INTERVIEW: Eric Maundu on Turning Aquaponic Gardens into an Internet Connected Resource

by , 06/13/14
filed under: Interviews, Urban farming

Urban Farming, Kijani Grows, Aquaponics, fish, plants, symbiosis, biomimicry, American Steel, West Oakland, oxygen, environment, environmental science, education, schools, interviews

Inhabitat: So tell me about your work here at American Steel Studios.

ERIC: I build gardens like these. This is the smallest one I’ve ever done with an aquarium on the bottom and a garden on top.

Pretty much you can use chicken poo or cow poo or any kind of waste to grow food. I used fish waste. I have rocks on top and I culture bacteria, which is what breaks down the fish waste and it turns it into plant nutrients. The plants take it, and then the water goes back to the fish when it is clean. It is a symbiotic relationship between the fish, the bacteria, and the plants with one helping one another. My only input is my food to my fish.

Inhabitat: What else can you tell me about your small gardens?

ERIC: This is the smallest garden I’ve ever built, [they] are actually going to be kits for schools. The idea is I’ll cut them all with CNC cutters, so kids will actually assemble them. I’m running a five-day program called “one school one garden” in the South of Market Street in San Francisco in about three weeks or so.

Each kid, basically, gets a wooden kit that I put together, and they do everything. In the five-day program: the first day I like to explain it doing computer editor design, so I sketch art, talk about design and actually design the gardens out of pieces. Then the next day, we put the garden together and start developing the biology and the chemistry. The third day, they actually build Bluetooth controlled electronic kits. I can build one of these from scratch and the kids can assemble them.

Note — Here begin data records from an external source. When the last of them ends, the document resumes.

//! Per-fixture analysis pipeline.
//!
//! Runs the whole engine for one match: de-vig the match-winner quote, run
//! the Poisson model (optionally Platt-calibrated, then draw-rule adjusted
//! when match signals are supplied), blend the two, price every outcome for
//! EV and Kelly stake, then run and rank the side-market analyzers. Either
//! probability source may be missing; the pipeline falls back to the other
//! and records why in `warnings`. Side markets fail independently.

use serde::{Deserialize, Serialize};
use tracing::{info, warn};

use crate::engine::blend::{blend, BlendConfig, BlendResult};
use crate::engine::calibration::{calibrate_distribution, PlattCalibration};
use crate::engine::devig::{complete_legs, devig_quote, DeVigMethod, DeViggedMarket};
use crate::engine::draw_rule::{
    apply_draw_probability, draw_score, DrawRuleConfig, DrawRuleOutcome, DrawSignals,
};
use crate::engine::ev::{calculate_ev, EvThresholds};
use crate::engine::kelly::{kelly, StakingConfig};
use crate::engine::markets::{
    analyze_btts, analyze_dnb, analyze_over_under, rank_markets, MarketThresholds,
    OverUnderMethod,
};
use crate::engine::poisson::{predict, PoissonConfig, PoissonPrediction};
use crate::error::{check_probability, check_stake, EngineError, Result};
use crate::models::{
    Distribution, EVResult, KellyResult, MarketQuote, MarketRecommendation, MarketType,
    OutcomePrice, ScoringProfile, TeamForm,
};

// ── Configuration ────────────────────────────────────────────────────────────

/// Deployment-level settings shared by every fixture.
#[derive(Debug, Clone, PartialEq, Serialize, Deserialize)]
#[serde(default)]
pub struct AnalyzerConfig {
    pub bankroll: f64,
    /// Stake used to express EV in currency units
    pub reference_stake: f64,
    pub staking: StakingConfig,
    pub ev_thresholds: EvThresholds,
    pub market_thresholds: MarketThresholds,
    pub poisson: PoissonConfig,
    pub over_under_method: OverUnderMethod,
    pub devig_method: DeVigMethod,
    /// Platt model applied to Poisson probabilities before blending
    pub calibration: Option<PlattCalibration>,
    /// Scoring used when a fixture carries draw signals
    pub draw_rule: DrawRuleConfig,
}

impl Default for AnalyzerConfig {
    fn default() -> Self {
        AnalyzerConfig {
            bankroll: 1000.0,
            reference_stake: 10.0,
            staking: StakingConfig::default(),
            ev_thresholds: EvThresholds::default(),
            market_thresholds: MarketThresholds::default(),
            poisson: PoissonConfig::default(),
            over_under_method: OverUnderMethod::default(),
            devig_method: DeVigMethod::default(),
            calibration: None,
            draw_rule: DrawRuleConfig::default(),
        }
    }
}

impl AnalyzerConfig {
    pub fn validate(&self) -> Result<()> {
        check_stake(self.bankroll).map_err(|_| EngineError::InvalidConfig {
            field: "bankroll",
            reason: format!("{} must be positive", self.bankroll),
        })?;
        check_stake(self.reference_stake).map_err(|_| EngineError::InvalidConfig {
            field: "reference_stake",
            reason: format!("{} must be positive", self.reference_stake),
        })?;
        self.staking.validate()?;
        self.draw_rule.validate()
    }
}

// ── Input ────────────────────────────────────────────────────────────────────

#[derive(Debug, Clone, PartialEq, Serialize, Deserialize)]
pub struct BttsInput {
    pub quote: MarketQuote,
    pub home: ScoringProfile,
    pub away: ScoringProfile,
}

/// Everything known about one fixture. All parts are optional; the analyzer
/// uses whatever is present.
#[derive(Debug, Clone, Default, PartialEq, Serialize, Deserialize)]
#[serde(default)]
pub struct MatchInput {
    pub home: Option<TeamForm>,
    pub away: Option<TeamForm>,
    pub match_winner: Option<MarketQuote>,
    pub blend: BlendConfig,
    pub over_under: Option<MarketQuote>,
    pub btts: Option<BttsInput>,
    pub draw_no_bet: Option<MarketQuote>,
    /// Draw probability for draw-no-bet; the final distribution's draw
    /// probability is used when absent
    pub draw_probability: Option<f64>,
    /// Match statistics for the draw rules; the rules are skipped when absent
    pub draw_signals: Option<DrawSignals>,
}

// ── Output ───────────────────────────────────────────────────────────────────

#[derive(Debug, Clone, Copy, PartialEq, Eq, Serialize)]
#[serde(rename_all = "snake_case")]
pub enum ProbabilitySource {
    Blended,
    MarketOnly,
    ModelOnly,
}

/// EV and stake for one match-winner outcome.
#[derive(Debug, Clone, PartialEq, Serialize)]
pub struct OutcomeValue {
    pub label: String,
    pub probability: f64,
    pub odds: Option<f64>,
    pub bookmaker: Option<String>,
    pub ev: Option<EVResult>,
    pub kelly: Option<KellyResult>,
}

#[derive(Debug, Clone, PartialEq, Serialize)]
#[serde(tag = "status", rename_all = "snake_case")]
pub enum MarketReport {
    Available(MarketRecommendation),
    Unavailable { market: String, reason: String },
}

#[derive(Debug, Clone, PartialEq, Serialize)]
pub struct MatchAnalysis {
    pub home_team: Option<String>,
    pub away_team: Option<String>,
    pub source: ProbabilitySource,
    pub market: Option<DeViggedMarket>,
    pub model: Option<PoissonPrediction>,
    /// Model distribution after Platt calibration and draw rules, when
    /// either applied
    pub calibrated_model: Option<Distribution>,
    pub draw_rule: Option<DrawRuleOutcome>,
    pub blend: Option<BlendResult>,
    /// Final outcome probabilities
    pub probabilities: Distribution,
    pub outcomes: Vec<OutcomeValue>,
    /// Outcome with the highest positive EV
    pub best_value: Option<String>,
    pub markets: Vec<MarketReport>,
    /// Highest-ranked available side market
    pub best_market: Option<MarketType>,
    pub warnings: Vec<String>,
}

// ── Analyzer ─────────────────────────────────────────────────────────────────

#[derive(Debug, Clone, Default)]
pub struct MatchAnalyzer {
    config: AnalyzerConfig,
}

/// Keep only `labels` from `dist` and renormalize (three-way model against a
/// two-way market).
fn restrict(dist: &Distribution, labels: &[&str]) -> Result<Distribution> {
    Distribution::from_pairs(
        labels
            .iter()
            .map(|l| (l.to_string(), dist.get(l).unwrap_or(0.0))),
    )
    .normalized()
}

Inhabitat: How old are these kids?

ERIC: These are like preteens. I’ve had even really young kids before actually, about five or six. I just simplify the kits a little bit while I do all the complicated stuff and then show them what they need to do. But on the third day they will actually build the electronics from scratch. The fourth day they will actually do all the programming. And then on the fifth day it’s sort of an option day; it might be more programming or more software or more hardware. But the whole idea is, even though I do gardening, I focus more on just software and electronics.